True Net Demographics



Cabo San Lucas, Baja California --

According to a recent survey conducted by an inter-departmental research group at the University of Cabo, the commercial online services contribute no more than 2% of all World Wide Web traffic.

The results showed that more than 50% of all WWW activity consists of website creators looking for the newest, coolest ways to paper-over their own pages' content vacuum, while an additional 35% of all hits come from web search robots, worms, crawlers, etc.

"We used to think there were actual people on the web because of all the hits everybody was claiming," said Chip Myshkin, a Sociology post-doc and member of the research group. "But once you factor in outright lying, and add on the fact that everybody's counting the 50 little red bullets on their homepage as 50 hits or even as 50 visits, then you start to come up with numbers like maybe 80,000 actual people per day are "netsurfing" and, after webmasters, the next largest category of non-robot activity is probably people doing demos of the web on live TV shows."

Though the claims of the survey were quickly and violently refuted by Web and Internet Providers all across the country, as well as by publishers of "How-To" Internet books and by the producers of Internet-themed movies, TV shows, and CD-ROMs, none could point to specific flaws in its methodology.

One attempt came from Mitchell Forbin, director of OmniWWW, a website provider in Topeka, Kansas, who claimed that, "Given all the filth and porno that moves through the web in a day, if there's only 80,000 people consuming it, I think you'd be seeing their bodyparts strewn all over the countryside from extreme sexual over-saturation. Since you don't, there must be at least a million or more people soaking up all that lame net.porn, in order for this to not be happening in massive numbers every day."

Other results of the survey indicate that:

  1. Most average users, after an initial rush of excitement, quickly tire of the web, and go back to using their accounts strictly for e-mail.

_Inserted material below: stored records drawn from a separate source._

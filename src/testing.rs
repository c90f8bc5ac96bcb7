// In-crate fakes for the order service ports.

use std::collections::HashMap;
use std::sync::atomic::{AtomicBool, AtomicUsize, Ordering};
use std::sync::Mutex;
use std::time::Duration;

use async_trait::async_trait;
use chrono::{DateTime, Utc};

use crate::domain::order::{
    CheckoutHandoff, IntegrationError, LineItems, Order, OrderRepository, OrderStatus, Payment,
    PaymentGateway, Product, ProductCatalog, Publisher, RepositoryError, ServiceError,
};
use crate::store::InMemoryOrderRepository;

pub fn product(id: &str, price: &str, category: &str) -> Product {
    Product {
        id: id.to_string(),
        name: format!("{} name", id),
        price: price.parse().expect("test price"),
        category: category.to_string(),
    }
}

// ============================================================================
// Repository
// ============================================================================

/// In-memory repository with switchable failures and write counters.
pub struct FlakyRepository {
    inner: InMemoryOrderRepository,
    fail_reads: AtomicBool,
    fail_status_writes: AtomicBool,
    writes: AtomicUsize,
    status_writes: AtomicUsize,
}

impl FlakyRepository {
    pub fn new(inner: InMemoryOrderRepository) -> Self {
        Self {
            inner,
            fail_reads: AtomicBool::new(false),
            fail_status_writes: AtomicBool::new(false),
            writes: AtomicUsize::new(0),
            status_writes: AtomicUsize::new(0),
        }
    }

    pub fn fail_reads(&self, fail: bool) {
        self.fail_reads.store(fail, Ordering::SeqCst);
    }

    pub fn fail_status_writes(&self, fail: bool) {
        self.fail_status_writes.store(fail, Ordering::SeqCst);
    }

    /// Successful create/update calls.
    pub fn writes(&self) -> usize {
        self.writes.load(Ordering::SeqCst)
    }

    /// Successful update_status calls.
    pub fn status_writes(&self) -> usize {
        self.status_writes.load(Ordering::SeqCst)
    }

    fn check_reads(&self) -> Result<(), RepositoryError> {
        if self.fail_reads.load(Ordering::SeqCst) {
            return Err(RepositoryError::Storage(anyhow::anyhow!("connection reset")));
        }
        Ok(())
    }
}

#[async_trait]
impl OrderRepository for FlakyRepository {
    async fn get_all(&self) -> Result<Vec<Order>, RepositoryError> {
        self.check_reads()?;
        self.inner.get_all().await
    }

    async fn get_by_id(&self, id: &str) -> Result<Option<Order>, RepositoryError> {
        self.check_reads()?;
        self.inner.get_by_id(id).await
    }

    async fn get_by_status(&self, status: OrderStatus) -> Result<Vec<Order>, RepositoryError> {
        self.check_reads()?;
        self.inner.get_by_status(status).await
    }

    async fn create(&self, order: &Order) -> Result<Order, RepositoryError> {
        let created = self.inner.create(order).await?;
        self.writes.fetch_add(1, Ordering::SeqCst);
        Ok(created)
    }

    async fn update(&self, id: &str, order: &Order) -> Result<(), RepositoryError> {
        self.inner.update(id, order).await?;
        self.writes.fetch_add(1, Ordering::SeqCst);
        Ok(())
    }

    async fn update_status(
        &self,
        id: &str,
        status: OrderStatus,
        updated_at: DateTime<Utc>,
    ) -> Result<(), RepositoryError> {
        if self.fail_status_writes.load(Ordering::SeqCst) {
            return Err(RepositoryError::Storage(anyhow::anyhow!("write timeout")));
        }
        self.inner.update_status(id, status, updated_at).await?;
        self.status_writes.fetch_add(1, Ordering::SeqCst);
        Ok(())
    }
}

// ============================================================================
// Catalog
// ============================================================================

#[derive(Default)]
pub struct StaticCatalog {
    products: HashMap<String, Product>,
    fail: bool,
    delay: Option<Duration>,
}

impl StaticCatalog {
    pub fn with_products(products: Vec<Product>) -> Self {
        Self {
            products: products.into_iter().map(|p| (p.id.clone(), p)).collect(),
            ..Self::default()
        }
    }

    pub fn failing() -> Self {
        Self {
            fail: true,
            ..Self::default()
        }
    }

    pub fn with_delay(mut self, delay: Duration) -> Self {
        self.delay = Some(delay);
        self
    }
}

#[async_trait]
impl ProductCatalog for StaticCatalog {
    async fn get_products(&self, items: &mut LineItems) -> Result<(), IntegrationError> {
        if let Some(delay) = self.delay {
            tokio::time::sleep(delay).await;
        }
        if self.fail {
            return Err(IntegrationError::Unavailable("catalog down".to_string()));
        }

        for (id, item) in items.iter_mut() {
            let product = self
                .products
                .get(id)
                .ok_or_else(|| IntegrationError::ProductNotFound(id.clone()))?;
            item.product = product.clone();
        }
        Ok(())
    }
}

// ============================================================================
// Publisher
// ============================================================================

#[derive(Debug, Clone, PartialEq)]
pub struct Published {
    pub destination: String,
    pub key: String,
    pub payload: String,
}

#[derive(Default)]
pub struct RecordingPublisher {
    published: Mutex<Vec<Published>>,
    fail: bool,
}

impl RecordingPublisher {
    pub fn failing() -> Self {
        Self {
            fail: true,
            ..Self::default()
        }
    }

    pub fn published(&self) -> Vec<Published> {
        self.published.lock().unwrap().clone()
    }
}

#[async_trait]
impl Publisher for RecordingPublisher {
    async fn publish(&self, destination: &str, key: &str, payload: &str) -> Result<(), IntegrationError> {
        if self.fail {
            return Err(IntegrationError::Unavailable("broker down".to_string()));
        }
        self.published.lock().unwrap().push(Published {
            destination: destination.to_string(),
            key: key.to_string(),
            payload: payload.to_string(),
        });
        Ok(())
    }
}

// ============================================================================
// Payment
// ============================================================================

#[derive(Default)]
pub struct RecordingPaymentGateway {
    calls: Mutex<Vec<(Payment, String)>>,
    fail: bool,
}

impl RecordingPaymentGateway {
    pub fn failing() -> Self {
        Self {
            fail: true,
            ..Self::default()
        }
    }

    pub fn calls(&self) -> Vec<(Payment, String)> {
        self.calls.lock().unwrap().clone()
    }
}

#[async_trait]
impl PaymentGateway for RecordingPaymentGateway {
    async fn create_payment(&self, payment: &Payment, idempotency_key: &str) -> Result<(), IntegrationError> {
        if self.fail {
            return Err(IntegrationError::Rejected { status: 502 });
        }
        self.calls
            .lock()
            .unwrap()
            .push((payment.clone(), idempotency_key.to_string()));
        Ok(())
    }
}

/// Hand-off that records the order ids it was asked to hand off.
#[derive(Default)]
pub struct RecordingHandoff {
    calls: Mutex<Vec<String>>,
    rejection: Option<u16>,
}

impl RecordingHandoff {
    pub fn failing() -> Self {
        Self::rejecting(500)
    }

    /// Every hand-off is rejected with the given HTTP status.
    pub fn rejecting(status: u16) -> Self {
        Self {
            rejection: Some(status),
            ..Self::default()
        }
    }

    pub fn calls(&self) -> Vec<String> {
        self.calls.lock().unwrap().clone()
    }
}

#[async_trait]
impl CheckoutHandoff for RecordingHandoff {
    fn name(&self) -> &'static str {
        "recording"
    }

    async fn hand_off(&self, order: &Order) -> Result<(), ServiceError> {
        if let Some(status) = self.rejection {
            return Err(ServiceError::Payment(IntegrationError::Rejected { status }));
        }
        self.calls.lock().unwrap().push(order.id.clone());
        Ok(())
    }

    fn timed_out(&self) -> ServiceError {
        ServiceError::Payment(IntegrationError::Timeout)
    }
}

  2. Of the many Gigabytes downloaded each day, 98-99.92% are never accessed or looked at again and simply sit and rot on a hard drive somewhere, until deleted.

  3. The suicide rate for CEOs and boardmembers of large media companies with websites, should reach 97% by the end of 1996.

The survey, conducted between October and November, shortly after the Mike Rosoff Network came online, included 100,000 respondents, 20 percent of whom accessed the Web through tin can telephones on taut fishing line.